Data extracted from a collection

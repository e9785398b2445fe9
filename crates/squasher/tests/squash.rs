mod common;

use std::fs;

use anyhow::Result;
use common::{CREATE_PERSON, Project, initial_changes, migration_source};
use pretty_assertions::assert_eq;
use squasher::{
    commands::run_squash,
    error::SquashError,
    loader::{DiskLoader, MigrationSource},
    migration::{Dependency, NodeKey},
    operations::Operation,
};

const ADD_AGE: &str = "migrations.AddField(model_name='person', name='age', field=models.IntegerField(default=0))";
const ADD_NAME: &str =
    "migrations.AddField(model_name='person', name='name', field=models.CharField(max_length=50, default=''))";

fn three_node_app(project: &mut Project) -> Result<()> {
    project
        .migration("app", "0001_initial", &migration_source(true, &[], &[CREATE_PERSON]))?
        .migration(
            "app",
            "0002_person_age",
            &migration_source(false, &[("app", "0001_initial")], &[ADD_AGE]),
        )?
        .migration(
            "app",
            "0003_person_name",
            &migration_source(false, &[("app", "0002_person_age")], &[ADD_NAME]),
        )?;
    Ok(())
}

#[test]
fn test_single_app_squashes_to_one_node() -> Result<()> {
    let mut project = Project::new()?;
    three_node_app(&mut project)?;
    let changes = project.changes(&initial_changes(&[("app", &[])]))?;
    let resolver = project.resolver();

    let mut out = Vec::new();
    run_squash(&resolver, &project.squash_options(changes, &[]), &mut out)?;

    assert_eq!(
        String::from_utf8(out)?,
        "Migrations for 'app':\n  app/migrations/0004_squashed.py\n    - Create model Person\n"
    );

    let loader = DiskLoader::load(&project.resolver())?;
    let squashed = &loader.disk_migrations()[&NodeKey::new("app", "0004_squashed")];
    assert_eq!(
        squashed.replaces,
        vec![
            NodeKey::new("app", "0001_initial"),
            NodeKey::new("app", "0002_person_age"),
            NodeKey::new("app", "0003_person_name"),
        ]
    );
    assert!(squashed.dependencies.is_empty());
    assert!(squashed.initial);
    let classes: Vec<&str> = squashed.operations.iter().map(Operation::class_name).collect();
    assert_eq!(classes, vec!["CreateModel"]);
    assert_eq!(
        loader.graph().leaf_nodes("app"),
        vec![NodeKey::new("app", "0004_squashed")]
    );
    Ok(())
}

#[test]
fn test_excluded_app_is_depended_on_at_its_leaf() -> Result<()> {
    let mut project = Project::new()?;
    project
        .migration("app", "0001_initial", &migration_source(true, &[], &[CREATE_PERSON]))?
        .migration(
            "app",
            "0002_person_age",
            &migration_source(false, &[("app", "0001_initial")], &[ADD_AGE]),
        )?
        .migration(
            "app2",
            "0001_initial",
            &migration_source(true, &[("app", "0002_person_age")], &[CREATE_PERSON]),
        )?;
    let app_before = (
        project.files("app")?,
        project.read("app", "0001_initial")?,
        project.read("app", "0002_person_age")?,
    );
    let changes = project.changes(&initial_changes(&[
        ("app", &[]),
        ("app2", &[("app", "0001_initial")]),
    ]))?;
    let resolver = project.resolver();

    let mut out = Vec::new();
    run_squash(&resolver, &project.squash_options(changes, &["app"]), &mut out)?;

    let output = String::from_utf8(out)?;
    assert!(!output.contains("Migrations for 'app':"));
    assert!(output.contains("Migrations for 'app2':\n  app2/migrations/0002_squashed.py\n"));

    let loader = DiskLoader::load(&project.resolver())?;
    let squashed = &loader.disk_migrations()[&NodeKey::new("app2", "0002_squashed")];
    assert_eq!(
        squashed.dependencies,
        vec![Dependency::Node(NodeKey::new("app", "0002_person_age"))]
    );
    assert_eq!(squashed.replaces, vec![NodeKey::new("app2", "0001_initial")]);

    let app_after = (
        project.files("app")?,
        project.read("app", "0001_initial")?,
        project.read("app", "0002_person_age")?,
    );
    assert_eq!(app_before, app_after);
    Ok(())
}

#[test]
fn test_raw_sql_is_lifted_into_constants() -> Result<()> {
    let mut project = Project::new()?;
    project
        .migration("app", "0001_initial", &migration_source(true, &[], &[CREATE_PERSON]))?
        .migration(
            "app",
            "0002_sql",
            &migration_source(
                false,
                &[("app", "0001_initial")],
                &["migrations.RunSQL(sql='SELECT 1', reverse_sql='SELECT 2')"],
            ),
        )?;
    let changes = project.changes(&initial_changes(&[("app", &[])]))?;
    let resolver = project.resolver();

    let mut out = Vec::new();
    run_squash(&resolver, &project.squash_options(changes, &[]), &mut out)?;
    assert!(String::from_utf8(out)?.contains("    - Create model Person\n    - Raw SQL operation\n"));

    let text = project.read("app", "0003_squashed")?;
    assert!(text.contains("\nSQL_1 = \"\"\"SELECT 1\"\"\"\n"));
    assert!(text.contains("\nSQL_1_ROLLBACK = \"\"\"SELECT 2\"\"\"\n"));
    assert!(text.contains("            sql=SQL_1,\n            reverse_sql=SQL_1_ROLLBACK,\n"));
    assert_eq!(text.matches("migrations.RunSQL(").count(), 1);
    Ok(())
}

#[test]
fn test_functions_with_the_same_name_are_renamed() -> Result<()> {
    let mut project = Project::new()?;
    let data = |dependency: &str, body: &str| {
        format!(
            "from django.db import migrations\n\n\ndef same_name(apps, schema_editor):\n    {body}\n\n\nclass Migration(migrations.Migration):\n    dependencies = [('app', '{dependency}')]\n\n    operations = [\n        migrations.RunPython(same_name),\n    ]\n"
        )
    };
    project
        .migration("app", "0001_initial", &migration_source(true, &[], &[CREATE_PERSON]))?
        .migration("app", "0002_first", &data("0001_initial", "return 1"))?
        .migration("app", "0003_second", &data("0002_first", "return 2"))?;
    let changes = project.changes(&initial_changes(&[("app", &[])]))?;
    let resolver = project.resolver();

    let mut out = Vec::new();
    run_squash(&resolver, &project.squash_options(changes, &[]), &mut out)?;

    let text = project.read("app", "0004_squashed")?;
    assert!(text.contains("\ndef same_name(apps, schema_editor):\n    return 1\n"));
    assert!(text.contains("\ndef same_name_2(apps, schema_editor):\n    return 2\n"));
    assert!(text.contains("            code=same_name,\n"));
    assert!(text.contains("            code=same_name_2,\n"));
    assert!(
        text.find("code=same_name,") < text.find("code=same_name_2,"),
        "operations keep the order of the replaced migrations"
    );
    Ok(())
}

#[test]
fn test_elidable_operations_are_dropped() -> Result<()> {
    let mut project = Project::new()?;
    project
        .migration("app", "0001_initial", &migration_source(true, &[], &[CREATE_PERSON]))?
        .migration(
            "app",
            "0002_sql",
            &migration_source(
                false,
                &[("app", "0001_initial")],
                &["migrations.RunSQL(sql='SELECT 1', elidable=True)"],
            ),
        )?;
    let changes = project.changes(&initial_changes(&[("app", &[])]))?;
    let resolver = project.resolver();

    run_squash(&resolver, &project.squash_options(changes, &[]), &mut Vec::new())?;

    let text = project.read("app", "0003_squashed")?;
    assert!(!text.contains("RunSQL"));
    assert!(!text.contains("SQL_1"));
    Ok(())
}

#[test]
fn test_elidable_extensions_are_dropped() -> Result<()> {
    let mut project = Project::new()?;
    project
        .migration("app", "0001_initial", &migration_source(true, &[], &[CREATE_PERSON]))?
        .migration(
            "app",
            "0002_extensions",
            "from django.contrib.postgres.operations import CreateExtension, HStoreExtension\nfrom django.db import migrations\n\n\nclass OptionalExtension(CreateExtension):\n    def __init__(self, name, elidable=False):\n        super().__init__(name)\n        self.elidable = elidable\n\n\nclass Migration(migrations.Migration):\n    dependencies = [('app', '0001_initial')]\n\n    operations = [\n        HStoreExtension(),\n        OptionalExtension('citext', elidable=True),\n    ]\n",
        )?;
    let changes = project.changes(&initial_changes(&[("app", &[])]))?;
    let resolver = project.resolver();

    let mut out = Vec::new();
    run_squash(&resolver, &project.squash_options(changes, &[]), &mut out)?;
    assert!(
        String::from_utf8(out)?
            .ends_with("    - Creates extension hstore\n    - Create model Person\n")
    );

    let text = project.read("app", "0003_squashed")?;
    assert!(text.contains("HStoreExtension("));
    assert!(!text.contains("OptionalExtension"));
    assert!(!text.contains("citext"));
    Ok(())
}

#[test]
fn test_dry_run_writes_nothing() -> Result<()> {
    let mut project = Project::new()?;
    three_node_app(&mut project)?;
    let changes = project.changes(&initial_changes(&[("app", &[])]))?;
    let resolver = project.resolver();
    let files_before = project.files("app")?;

    let mut options = project.squash_options(changes, &[]);
    options.write = project.write_options(true, 3);
    options.squashed_name = Some("compact".to_owned());
    let mut out = Vec::new();
    run_squash(&resolver, &options, &mut out)?;

    let output = String::from_utf8(out)?;
    assert!(output.starts_with(
        "Migrations for 'app':\n  app/migrations/0004_compact.py\n    - Create model Person\nFull migrations file '0004_compact.py':\n"
    ));
    assert!(output.contains("    replaces = [('app', '0001_initial'), ('app', '0002_person_age'), ('app', '0003_person_name')]\n"));
    assert_eq!(project.files("app")?, files_before);
    Ok(())
}

#[test]
fn test_invalid_apps_fail_before_any_work() -> Result<()> {
    let mut project = Project::new()?;
    three_node_app(&mut project)?;
    let resolver = project.resolver();
    let mut options = project.squash_options(project.root().join("missing.json"), &["nope"]);
    options.only = vec!["other".to_owned()];

    let error = run_squash(&resolver, &options, &mut Vec::new())
        .expect_err("unknown apps are rejected");
    assert!(matches!(
        error.downcast_ref::<SquashError>(),
        Some(SquashError::InvalidApps(apps)) if apps == &["nope".to_owned(), "other".to_owned()]
    ));
    Ok(())
}

#[test]
fn test_app_without_models_is_replaced_by_an_empty_node() -> Result<()> {
    let mut project = Project::new()?;
    three_node_app(&mut project)?;
    let changes = project.changes("{\"apps_with_models\": [], \"changes\": {}}")?;
    let resolver = project.resolver();

    run_squash(&resolver, &project.squash_options(changes, &[]), &mut Vec::new())?;

    let loader = DiskLoader::load(&project.resolver())?;
    let squashed = &loader.disk_migrations()[&NodeKey::new("app", "0004_squashed")];
    assert!(squashed.operations.is_empty());
    assert_eq!(squashed.replaces.len(), 3);
    Ok(())
}

#[test]
fn test_second_squash_without_drift_is_a_no_op() -> Result<()> {
    let mut project = Project::new()?;
    three_node_app(&mut project)?;
    let changes = project.changes(&initial_changes(&[("app", &[])]))?;
    run_squash(
        &project.resolver(),
        &project.squash_options(changes, &[]),
        &mut Vec::new(),
    )?;

    let empty_diff = project.changes("{\"apps_with_models\": [\"app\"], \"changes\": {}}")?;
    let before = fs::read_to_string(project.migrations_dir("app").join("0004_squashed.py"))?;
    let result = run_squash(
        &project.resolver(),
        &project.squash_options(empty_diff, &[]),
        &mut Vec::new(),
    );
    assert!(matches!(
        result.as_ref().map_err(|error| error.downcast_ref::<SquashError>()),
        Err(Some(SquashError::NothingToSquash))
    ));
    assert_eq!(
        fs::read_to_string(project.migrations_dir("app").join("0004_squashed.py"))?,
        before
    );
    Ok(())
}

## TASK TO COMPLETE
Give the count, and only the count, of lines in these records that hold the string "return".

## TASK SOLUTION
4